Stamatis Moraitis, who's 98-years-young, opts for the wine explanation.

Not any wine, though. He likes the local stuff.

Speaking to the BBC, the Ikarian attributes longevity to the unadulterated vino he and his fellow islanders produce. "The wine they make commercially has preservatives," he says. "That's no good. But this wine we make ourselves is pure."

He'd have as good a sense for the answer as anyone. Moraitis used to live in the U.S. He returned to his native land to die 45 years ago after American doctors diagnosed terminal lung cancer and gave him 9 months to live.

The wine has certainly done him no harm.

What about the water? Ikaria, off the coast of Turkey, is known for hot springs. Many people associate thermal baths with health benefits, but there's an unusual quality that might be making Ikaria's wet stuff the elixir of life: it's radioactive.

ROCK ON!

A story a few years ago on CNN noted that the hot baths have a high level of radon, a radioactive gas routinely associated with granite.

While the idea of radon generally triggers health scares for the public, at the time of the story experts were heading to Ikaria to determine whether the radon there was actually contributing to longer life spans - and, as CNN suggested, to the nonagenarian sexual romps (for the record, the subject did not come up in the BBC story).

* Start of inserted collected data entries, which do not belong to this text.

use chrono::{DateTime, Utc};
use serde::{Deserialize, Serialize};

use super::agent::AgentKind;

#[derive(Debug, Clone, Copy, Serialize, Deserialize, PartialEq, Eq, Hash)]
#[serde(rename_all = "snake_case")]
pub enum AttemptOutcome {
    Succeeded,
    TransientFailure,
    FatalFailure,
    InvalidOutput,
}

impl AttemptOutcome {
    pub fn as_str(&self) -> &'static str {
        match self {
            Self::Succeeded => "succeeded",
            Self::TransientFailure => "transient_failure",
            Self::FatalFailure => "fatal_failure",
            Self::InvalidOutput => "invalid_output",
        }
    }

    pub fn is_success(&self) -> bool {
        matches!(self, Self::Succeeded)
    }
}

/// One provider attempt as seen by the cost ledger.
#[derive(Debug, Clone, Serialize, Deserialize, PartialEq)]
pub struct CostEntry {
    pub agent: AgentKind,
    /// 1-based attempt number within one agent run.
    pub attempt: u32,
    pub model: String,
    pub input_tokens: u64,
    pub output_tokens: u64,
    pub cost_usd: f64,
    pub latency_ms: u64,
    pub outcome: AttemptOutcome,
    /// True when token counts were estimated from prompt length.
    #[serde(default)]
    pub estimated: bool,
    pub recorded_at: DateTime<Utc>,
}

impl CostEntry {
    pub fn total_tokens(&self) -> u64 {
        self.input_tokens + self.output_tokens
    }
}

#[derive(Debug, Clone, Copy, Serialize, Deserialize, PartialEq, Default)]
pub struct CostSummary {
    pub calls: u32,
    pub input_tokens: u64,
    pub output_tokens: u64,
    pub cost_usd: f64,
    pub latency_ms: u64,
}

impl CostSummary {
    pub fn add(&mut self, entry: &CostEntry) {
        self.calls += 1;
        self.input_tokens += entry.input_tokens;
        self.output_tokens += entry.output_tokens;
        self.cost_usd += entry.cost_usd;
        self.latency_ms += entry.latency_ms;
    }

    pub fn total_tokens(&self) -> u64 {
        self.input_tokens + self.output_tokens
    }
}

impl<'a> FromIterator<&'a CostEntry> for CostSummary {
    fn from_iter<I: IntoIterator<Item = &'a CostEntry>>(iter: I) -> Self {
        let mut summary = Self::default();
        for entry in iter {
            summary.add(entry);
        }
        summary
    }
}

/// Append-only record of every provider attempt in a run.
#[derive(Debug, Clone, Serialize, Deserialize, PartialEq, Default)]
#[serde(transparent)]
pub struct CostLedger {
    entries: Vec<CostEntry>,
}

impl CostLedger {
    pub fn new() -> Self {
        Self::default()
    }

    pub fn append(&mut self, entry: CostEntry) {
        self.entries.push(entry);
    }

    pub fn extend<I: IntoIterator<Item = CostEntry>>(&mut self, entries: I) {
        self.entries.extend(entries);
    }

    pub fn entries(&self) -> &[CostEntry] {
        &self.entries
    }

    pub fn len(&self) -> usize {
        self.entries.len()
    }

    pub fn is_empty(&self) -> bool {
        self.entries.is_empty()
    }

    pub fn entries_for(&self, agent: AgentKind) -> impl Iterator<Item = &CostEntry> {
        self.entries.iter().filter(move |e| e.agent == agent)
    }

    pub fn total_cost_usd(&self) -> f64 {
        self.entries.iter().map(|e| e.cost_usd).sum()
    }

    pub fn summary(&self) -> CostSummary {
        self.entries.iter().collect()
    }

    pub fn summary_for(&self, agent: AgentKind) -> CostSummary {
        self.entries_for(agent).collect()
    }
}

#[cfg(test)]
mod tests {
    use super::*;

    fn entry(agent: AgentKind, attempt: u32, cost_usd: f64, outcome: AttemptOutcome) -> CostEntry {
        CostEntry {
            agent,
            attempt,
            model: "gpt-4o".to_string(),
            input_tokens: 100,
            output_tokens: 50,
            cost_usd,
            latency_ms: 10,
            outcome,
            estimated: false,
            recorded_at: Utc::now(),
        }
    }

    #[test]
    fn test_ledger_totals() {
        let mut ledger = CostLedger::new();
        ledger.append(entry(AgentKind::Strategist, 1, 0.01, AttemptOutcome::TransientFailure));
        ledger.append(entry(AgentKind::Strategist, 2, 0.02, AttemptOutcome::Succeeded));
        ledger.append(entry(AgentKind::Copywriter, 1, 0.03, AttemptOutcome::Succeeded));

        assert_eq!(ledger.len(), 3);
        assert!((ledger.total_cost_usd() - 0.06).abs() < 1e-9);
        assert_eq!(ledger.entries_for(AgentKind::Strategist).count(), 2);

        let summary = ledger.summary_for(AgentKind::Strategist);
        assert_eq!(summary.calls, 2);
        assert_eq!(summary.total_tokens(), 300);
    }

    #[test]
    fn test_ledger_serializes_as_list() {
        let mut ledger = CostLedger::new();
        ledger.append(entry(AgentKind::Reviewer, 1, 0.0, AttemptOutcome::InvalidOutput));
        let json = serde_json::to_value(&ledger).unwrap();
        assert!(json.is_array());
        assert_eq!(json[0]["outcome"], "invalid_output");

        let back: CostLedger = serde_json::from_value(json).unwrap();
        assert_eq!(back, ledger);
    }
}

Likewise, the BBC notes that the secret to Ikarian health "could even be the natural radiation in the granite rocks."

There are other possible factors on the island like, the unavoidable steep terrain that imposes daily exercise on anyone who steps foot outside their abode. There's plenty of  fresh air and olive oil too.

There's also a decided lack of stress, as people go to bed after midnight, sleep late, and take naps. Which raises the philosophical question: Are they really Westerners?  Plunge into a soothing radon bath and ponder the answer.

Photo of Ikaria from Man77 via Wikimedia. "Crack of noon" quip borrowed from Tom Waits.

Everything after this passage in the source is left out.